Saved entries
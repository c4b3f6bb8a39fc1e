//! Domain error types
//!
//! This module defines the error hierarchy for Shiplabel.
//! All errors are domain-specific and don't expose third-party types.

use thiserror::Error;

/// Main Shiplabel error type
///
/// This is the primary error type used throughout the application.
/// Every variant aborts the run; nothing here is retried.
#[derive(Debug, Error)]
pub enum ShiplabelError {
    /// Configuration-related errors
    #[error("Configuration error: {0}")]
    Configuration(String),

    /// Orders API errors
    #[error("Orders API error: {0}")]
    OrdersApi(#[from] OrdersApiError),

    /// Google Sheets errors
    #[error("Google Sheets error: {0}")]
    Sheets(#[from] SheetsError),

    /// Country reference table could not be loaded or parsed
    #[error("Country reference error: {0}")]
    CountryReference(String),

    /// An upstream record did not have the expected shape
    #[error("Schema error: {0}")]
    Schema(String),

    /// Authentication errors
    #[error("Authentication error: {0}")]
    Authentication(String),

    /// Serialization/deserialization errors
    #[error("Serialization error: {0}")]
    Serialization(String),

    /// I/O errors
    #[error("I/O error: {0}")]
    Io(String),
}

/// Orders API errors
///
/// Errors that occur when fetching orders from the order-management API.
#[derive(Debug, Error)]
pub enum OrdersApiError {
    /// Request could not be sent or the connection dropped
    #[error("Failed to reach orders API: {0}")]
    Transport(String),

    /// Non-2xx response
    #[error("Orders API returned {status}: {message}")]
    Status { status: u16, message: String },

    /// Body was not the expected JSON document
    #[error("Invalid response from orders API: {0}")]
    InvalidResponse(String),
}

/// Google Sheets errors
#[derive(Debug, Error)]
pub enum SheetsError {
    /// Service account key could not be used to obtain an access token
    #[error("Authentication failed: {0}")]
    Authentication(String),

    /// Request could not be sent or the connection dropped
    #[error("Failed to reach Google Sheets: {0}")]
    Transport(String),

    /// Non-2xx response
    #[error("Google Sheets returned {status}: {message}")]
    Status { status: u16, message: String },

    /// A worksheet with this title is already present in the spreadsheet
    #[error("Worksheet '{0}' already exists")]
    WorksheetExists(String),

    /// Body was not the expected JSON document
    #[error("Invalid response from Google Sheets: {0}")]
    InvalidResponse(String),
}

impl ShiplabelError {
    /// Whether the run failed because today's worksheet was already published
    pub fn is_duplicate_worksheet(&self) -> bool {
        matches!(self, ShiplabelError::Sheets(SheetsError::WorksheetExists(_)))
    }
}

impl From<std::io::Error> for ShiplabelError {
    fn from(err: std::io::Error) -> Self {
        ShiplabelError::Io(err.to_string())
    }
}

impl From<serde_json::Error> for ShiplabelError {
    fn from(err: serde_json::Error) -> Self {
        ShiplabelError::Serialization(err.to_string())
    }
}

impl From<toml::de::Error> for ShiplabelError {
    fn from(err: toml::de::Error) -> Self {
        ShiplabelError::Configuration(format!("TOML parse error: {err}"))
    }
}

impl From<csv::Error> for ShiplabelError {
    fn from(err: csv::Error) -> Self {
        ShiplabelError::CountryReference(err.to_string())
    }
}

#[cfg(test)]
mod tests {
    use super::*;

    #[test]
    fn test_error_display() {
        let err = ShiplabelError::Configuration("Invalid config".to_string());
        assert_eq!(err.to_string(), "Configuration error: Invalid config");
    }

    #[test]
    fn test_orders_api_error_conversion() {
        let api_err = OrdersApiError::Status {
            status: 401,
            message: "Unauthorized".to_string(),
        };
        let err: ShiplabelError = api_err.into();
        assert!(matches!(err, ShiplabelError::OrdersApi(_)));
        assert_eq!(
            err.to_string(),
            "Orders API error: Orders API returned 401: Unauthorized"
        );
    }

    #[test]
    fn test_duplicate_worksheet_detection() {
        let err: ShiplabelError = SheetsError::WorksheetExists("2024-03-05".to_string()).into();
        assert!(err.is_duplicate_worksheet());
        assert!(err.to_string().contains("2024-03-05"));

        let other: ShiplabelError = SheetsError::Transport("reset".to_string()).into();
        assert!(!other.is_duplicate_worksheet());
    }

    #[test]
    fn test_io_error_conversion() {
        let io_err = std::io::Error::new(std::io::ErrorKind::NotFound, "File not found");
        let err: ShiplabelError = io_err.into();
        assert!(matches!(err, ShiplabelError::Io(_)));
    }

    #[test]
    fn test_serde_json_error_conversion() {
        let json_err = serde_json::from_str::<serde_json::Value>("invalid json").unwrap_err();
        let err: ShiplabelError = json_err.into();
        assert!(matches!(err, ShiplabelError::Serialization(_)));
    }

    #[test]
    fn test_toml_error_conversion() {
        let toml_err = toml::from_str::<toml::Value>("invalid = toml = syntax").unwrap_err();
        let err: ShiplabelError = toml_err.into();
        assert!(matches!(err, ShiplabelError::Configuration(_)));
        assert!(err.to_string().contains("TOML parse error"));
    }
}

What you will do: Would you please give all of the entries above once more, exactly as they are?

Exercise solution:
repository c4b3f6bb8a39fc1e
//! Domain error types
//!
//! This module defines the error hierarchy for Shiplabel.
//! All errors are domain-specific and don't expose third-party types.

use thiserror::Error;

/// Main Shiplabel error type
///
/// This is the primary error type used throughout the application.
/// Every variant aborts the run; nothing here is retried.
#[derive(Debug, Error)]
pub enum ShiplabelError {
    /// Configuration-related errors
    #[error("Configuration error: {0}")]
    Configuration(String),

    /// Orders API errors
    #[error("Orders API error: {0}")]
    OrdersApi(#[from] OrdersApiError),

    /// Google Sheets errors
    #[error("Google Sheets error: {0}")]
    Sheets(#[from] SheetsError),

    /// Country reference table could not be loaded or parsed
    #[error("Country reference error: {0}")]
    CountryReference(String),

    /// An upstream record did not have the expected shape
    #[error("Schema error: {0}")]
    Schema(String),

    /// Authentication errors
    #[error("Authentication error: {0}")]
    Authentication(String),

    /// Serialization/deserialization errors
    #[error("Serialization error: {0}")]
    Serialization(String),

    /// I/O errors
    #[error("I/O error: {0}")]
    Io(String),
}

/// Orders API errors
///
/// Errors that occur when fetching orders from the order-management API.
#[derive(Debug, Error)]
pub enum OrdersApiError {
    /// Request could not be sent or the connection dropped
    #[error("Failed to reach orders API: {0}")]
    Transport(String),

    /// Non-2xx response
    #[error("Orders API returned {status}: {message}")]
    Status { status: u16, message: String },

    /// Body was not the expected JSON document
    #[error("Invalid response from orders API: {0}")]
    InvalidResponse(String),
}

/// Google Sheets errors
#[derive(Debug, Error)]
pub enum SheetsError {
    /// Service account key could not be used to obtain an access token
    #[error("Authentication failed: {0}")]
    Authentication(String),

    /// Request could not be sent or the connection dropped
    #[error("Failed to reach Google Sheets: {0}")]
    Transport(String),

    /// Non-2xx response
    #[error("Google Sheets returned {status}: {message}")]
    Status { status: u16, message: String },

    /// A worksheet with this title is already present in the spreadsheet
    #[error("Worksheet '{0}' already exists")]
    WorksheetExists(String),

    /// Body was not the expected JSON document
    #[error("Invalid response from Google Sheets: {0}")]
    InvalidResponse(String),
}

impl ShiplabelError {
    /// Whether the run failed because today's worksheet was already published
    pub fn is_duplicate_worksheet(&self) -> bool {
        matches!(self, ShiplabelError::Sheets(SheetsError::WorksheetExists(_)))
    }
}

impl From<std::io::Error> for ShiplabelError {
    fn from(err: std::io::Error) -> Self {
        ShiplabelError::Io(err.to_string())
    }
}

impl From<serde_json::Error> for ShiplabelError {
    fn from(err: serde_json::Error) -> Self {
        ShiplabelError::Serialization(err.to_string())
    }
}

impl From<toml::de::Error> for ShiplabelError {
    fn from(err: toml::de::Error) -> Self {
        ShiplabelError::Configuration(format!("TOML parse error: {err}"))
    }
}

impl From<csv::Error> for ShiplabelError {
    fn from(err: csv::Error) -> Self {
        ShiplabelError::CountryReference(err.to_string())
    }
}

#[cfg(test)]
mod tests {
    use super::*;

    #[test]
    fn test_error_display() {
        let err = ShiplabelError::Configuration("Invalid config".to_string());
        assert_eq!(err.to_string(), "Configuration error: Invalid config");
    }

    #[test]
    fn test_orders_api_error_conversion() {
        let api_err = OrdersApiError::Status {
            status: 401,
            message: "Unauthorized".to_string(),
        };
        let err: ShiplabelError = api_err.into();
        assert!(matches!(err, ShiplabelError::OrdersApi(_)));
        assert_eq!(
            err.to_string(),
            "Orders API error: Orders API returned 401: Unauthorized"
        );
    }

    #[test]
    fn test_duplicate_worksheet_detection() {
        let err: ShiplabelError = SheetsError::WorksheetExists("2024-03-05".to_string()).into();
        assert!(err.is_duplicate_worksheet());
        assert!(err.to_string().contains("2024-03-05"));

        let other: ShiplabelError = SheetsError::Transport("reset".to_string()).into();
        assert!(!other.is_duplicate_worksheet());
    }

    #[test]
    fn test_io_error_conversion() {
        let io_err = std::io::Error::new(std::io::ErrorKind::NotFound, "File not found");
        let err: ShiplabelError = io_err.into();
        assert!(matches!(err, ShiplabelError::Io(_)));
    }

    #[test]
    fn test_serde_json_error_conversion() {
        let json_err = serde_json::from_str::<serde_json::Value>("invalid json").unwrap_err();
        let err: ShiplabelError = json_err.into();
        assert!(matches!(err, ShiplabelError::Serialization(_)));
    }

    #[test]
    fn test_toml_error_conversion() {
        let toml_err = toml::from_str::<toml::Value>("invalid = toml = syntax").unwrap_err();
        let err: ShiplabelError = toml_err.into();
        assert!(matches!(err, ShiplabelError::Configuration(_)));
        assert!(err.to_string().contains("TOML parse error"));
    }
}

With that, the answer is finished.